Ketika Abdullah bin Mas’ud berhenti dan menatap wajah sang Nabi, rupanya beliau sedang menangis. Katanya, “Ternyata air mata beliau berlinang.”
Ayat yang membuat Nabi menangis tersebut adalah firman-Nya yang bermakna, “Maka bagaimanakah (halnya orang kafir nanti) apabila Kami mendatangkan seorang saksi (Rasul) dari tiap-tiap umat dan Kami mendatangkan kamu (Muhammad) sebagai saksi atas mereka itu (sebagai umatmu)?” (Qs. an-Nisa’ [4]: 41)

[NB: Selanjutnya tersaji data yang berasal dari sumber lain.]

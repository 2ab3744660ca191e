//! Retry with exponential backoff for calls to the backing stores.
//!
//! ```rust,no_run
//! use appenv_utils::resilience::{retry, RetryConfig};
//!
//! # async fn example() -> Result<String, appenv_core::Error> {
//! let config = RetryConfig::default();
//! retry(&config, || async {
//!     // Your operation here
//!     Ok("success".to_string())
//! })
//! .await
//! # }
//! ```

pub mod config;
pub mod retry;

pub use config::RetryConfig;
pub use retry::{retry, suggest_recovery};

Yang membuat Nabi menangis adalah dahsyatnya perkara Hari Kiamat dan kehidupan setelahnya, akhirat yang abadi. Terang Ibnu Katsir menjelaskan ayat ini, “Ayat ini menjelaskan tentang dahsyatnya Hari Kiamat serta sulitnya urusan dan keadaannya.”
Pungkasnya menerangkan, “Maka bagaimanakah urusan dan keadaan Hari Kiamat nanti, tatkala didatangkan untuk setiap umat seorang saksi, yaitu para Nabi ‘alaihimus salam.”

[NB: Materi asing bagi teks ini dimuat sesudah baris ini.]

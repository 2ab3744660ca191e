use crate::context::{report, Context};
use appenv_env::MemorySink;
use appenv_utils::GuardOutcome;
use std::process::ExitCode;
use std::sync::Arc;
use std::time::Duration;
use tokio::task::JoinSet;
use tokio::time::MissedTickBehavior;
use tokio_util::sync::CancellationToken;

/// Refresh every `interval` seconds until Ctrl-C.
///
/// Each tick starts a guarded pass in the background, so a tick that lands
/// while the previous pass is still running is skipped.
pub async fn execute(context: &Context, interval: u64) -> eyre::Result<ExitCode> {
    let engine = context.engine(Arc::new(MemorySink::new()))?;
    let batch = Arc::new(context.batch(None, Vec::new()));
    let cancel = CancellationToken::new();

    let on_signal = cancel.clone();
    tokio::spawn(async move {
        if tokio::signal::ctrl_c().await.is_ok() {
            tracing::info!("interrupted, stopping after in-flight keys finish");
            on_signal.cancel();
        }
    });

    let startup_delay = context.settings.startup_delay();
    if !startup_delay.is_zero() {
        tracing::info!(delay_ms = startup_delay.as_millis() as u64, "waiting before first refresh");
        tokio::select! {
            _ = tokio::time::sleep(startup_delay) => {}
            _ = cancel.cancelled() => return Ok(ExitCode::SUCCESS),
        }
    }

    let mut ticker = tokio::time::interval(Duration::from_secs(interval));
    ticker.set_missed_tick_behavior(MissedTickBehavior::Skip);
    let mut passes = JoinSet::new();

    loop {
        tokio::select! {
            _ = cancel.cancelled() => break,
            Some(joined) = passes.join_next(), if !passes.is_empty() => {
                if let Err(e) = joined {
                    tracing::error!(error = %e, "refresh task failed");
                }
            }
            _ = ticker.tick() => {
                let engine = engine.clone();
                let batch = batch.clone();
                let cancel = cancel.clone();
                passes.spawn(async move {
                    match engine.refresh(&batch, &cancel).await {
                        GuardOutcome::Executed(outcome) => report(&outcome),
                        GuardOutcome::Skipped => {
                            tracing::info!("previous refresh still running, skipping tick");
                        }
                    }
                });
            }
        }
    }

    while passes.join_next().await.is_some() {}
    Ok(ExitCode::SUCCESS)
}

Betapa dahsyatnya Hari Pembalasan. Ketika itu, tak ada satu pun urusan yang luput; semua dipertanggungjawabkan. Inilah hari yang menjadi salah satu bukti bahwa Allah Ta’ala Mahaadil. Dia akan memberikan pahala atas semua amal shaleh, dan siksa bagi siapa yang beramal kejahatan.
Maka tangis Rasulullah Shallallahu ‘alaihi wa Sallam, juga bermakna cinta. Sebab, semua manusia-begitupun umatnya-tidak akan bisa lepas dari siksa atas semua keburukan yang pernah mereka lakukan. [Pirman]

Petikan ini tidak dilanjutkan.